Attachment #484032 - Flags: review?(vladimir) → review+
In the stack traces attached to this bug, we are in GeforceGLDriver, called from GLEngine.

I don't know if that's any conclusive, and I can't find this crash on crash-stats.

I can find some Mac GL crashes on crash-stats, and most of them are NVIDIA, but that might just reflect what Mac computers have. Their stacks are probably meaningless as was the first stack here before we started calling glFinish().

Christoph: if you can still reproduce, can you please go to about:crashes and give us a link to your crash?
Benoit: Are these types of crashes you are referencing in Comment 33: http://tinyurl.com/36ac89l. I just noticed them in crash stats today.
No, they're a different crash: they are crashing on GL initialization, while the present bug is about a crash that occurs while running GL commands long after initialization.

These 4 crash reports are in all likeliness 4 times the same user crashing. The reason why it's happening now could easily be that until bug 604395 was landed, some (no data, actually) users got no GL at all, and now they do.

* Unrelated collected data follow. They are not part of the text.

//! Triangle type for geometric calculations.

use nalgebra::{Point3, Vector3};

#[cfg(feature = "serde")]
use serde::{Deserialize, Serialize};

/// A triangle with concrete vertex positions.
///
/// Utility type for geometric calculations; stores actual positions
/// rather than indices. Immutable once constructed.
///
/// Winding is **counter-clockwise when viewed from the front**
/// (normal points toward the viewer).
///
/// # Example
///
/// ```
/// use mesh_core::{Triangle, Point3};
///
/// let tri = Triangle::new(
///     Point3::new(0.0, 0.0, 0.0),
///     Point3::new(1.0, 0.0, 0.0),
///     Point3::new(0.0, 1.0, 0.0),
/// );
///
/// assert!((tri.area() - 0.5).abs() < 1e-10);
/// let normal = tri.normal().unwrap();
/// assert!((normal.z - 1.0).abs() < 1e-10);
/// ```
#[derive(Debug, Clone, Copy, PartialEq)]
#[cfg_attr(feature = "serde", derive(Serialize, Deserialize))]
pub struct Triangle {
    /// First vertex.
    pub v0: Point3<f64>,
    /// Second vertex.
    pub v1: Point3<f64>,
    /// Third vertex.
    pub v2: Point3<f64>,
}

impl Triangle {
    /// Create a triangle from three points.
    #[inline]
    #[must_use]
    pub const fn new(v0: Point3<f64>, v1: Point3<f64>, v2: Point3<f64>) -> Self {
        Self { v0, v1, v2 }
    }

    /// Create a triangle from coordinate arrays.
    ///
    /// # Example
    ///
    /// ```
    /// use mesh_core::Triangle;
    ///
    /// let tri = Triangle::from_arrays(
    ///     [0.0, 0.0, 0.0],
    ///     [1.0, 0.0, 0.0],
    ///     [0.0, 1.0, 0.0],
    /// );
    /// assert!((tri.area() - 0.5).abs() < 1e-10);
    /// ```
    #[inline]
    #[must_use]
    #[allow(clippy::missing_const_for_fn)] // Point3::new is not const in nalgebra
    pub fn from_arrays(v0: [f64; 3], v1: [f64; 3], v2: [f64; 3]) -> Self {
        Self {
            v0: Point3::new(v0[0], v0[1], v0[2]),
            v1: Point3::new(v1[0], v1[1], v1[2]),
            v2: Point3::new(v2[0], v2[1], v2[2]),
        }
    }

    /// Compute the (unnormalized) face normal via cross product.
    ///
    /// Direction follows the right-hand rule with CCW winding; the
    /// magnitude equals twice the triangle's area.
    #[inline]
    #[must_use]
    pub fn normal_unnormalized(&self) -> Vector3<f64> {
        let e1 = self.v1 - self.v0;
        let e2 = self.v2 - self.v0;
        e1.cross(&e2)
    }

    /// Compute the unit face normal.
    ///
    /// Returns `None` for degenerate triangles (zero area).
    ///
    /// # Example
    ///
    /// ```
    /// use mesh_core::{Triangle, Point3};
    ///
    /// // Collinear points have no normal
    /// let degen = Triangle::new(
    ///     Point3::new(0.0, 0.0, 0.0),
    ///     Point3::new(1.0, 0.0, 0.0),
    ///     Point3::new(2.0, 0.0, 0.0),
    /// );
    /// assert!(degen.normal().is_none());
    /// ```
    #[must_use]
    pub fn normal(&self) -> Option<Vector3<f64>> {
        let n = self.normal_unnormalized();
        let len = n.norm();
        if len > f64::EPSILON {
            Some(n / len)
        } else {
            None
        }
    }

    /// Compute the triangle's area.
    #[inline]
    #[must_use]
    pub fn area(&self) -> f64 {
        self.normal_unnormalized().norm() * 0.5
    }

    /// Signed volume of the tetrahedron formed with the origin.
    ///
    /// `v0 · (v1 × v2) / 6`. Summed over a closed, consistently
    /// outward-wound mesh this yields the enclosed volume
    /// (divergence theorem).
    #[must_use]
    pub fn signed_volume(&self) -> f64 {
        let a = self.v0.coords;
        let b = self.v1.coords;
        let c = self.v2.coords;
        a.dot(&b.cross(&c)) / 6.0
    }
}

Right now the best thing to do about these 4 crashes would be to report to Apple; unless you get a hold of the person for whom it's crashing (then send him/her to me!)
http://hg.mozilla.org/mozilla-central/rev/0518ede13821
Status: NEW → RESOLVED
Closed: 14 years ago
Resolution: --- → FIXED
Group: core-security
Christoph, out of curiosity, what Mac OS X version was this on? 10.5 or 10.6 or both?
10.5
Can you tell me your precise 10.5.x version?
Apple released an upgrade to 10.6 a few weeks back.

ProductName:	Mac OS X
ProductVersion:	10.6.6
BuildVersion:	10J56
Sorry. I tested this on 10.6.4 as far as I remember.
Forwarded to Apple: bug 9129482
Crash Signature: [@WebGLContext::ValidateProgram]
The fix previously done in the patch for this bug created a new bug where Macs with non-Nvidia GPU's were having their ValidateProgram() function disabled, but their getProgramParameter() function wasn't changed accordingly. Thus, validation would never be done, and the status would always be non-success even if the program was valid. This patch fixes that.
Attachment #557327 - Flags: review?(bjacob)
Attachment #557327 - Flags: review?(bjacob) → review+
The workaround that was added in this issue is about 5 years old now. Marked down bug 1284425 to discuss if the workaround is relevant any more on recent OS X versions.